WHAT IS REQUIRED:
Among the lines below, tally those that hold "from". Return the number and nothing more.

Start of Block

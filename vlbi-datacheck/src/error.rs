use thiserror::Error;

#[derive(Error, Debug)]
pub enum DataCheckError {
    #[error("no recognisable frame format found in the sampled range")]
    NoFormatFound,

    #[error("probes disagree on format or track count")]
    InconsistentFormats,

    #[error(transparent)]
    Format(#[from] vlbi_format::FormatError),

    #[error("I/O error reading sample range: {0}")]
    Io(#[from] std::io::Error),
}

pub type Result<T> = std::result::Result<T, DataCheckError>;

End of Block

SOLUTION:
2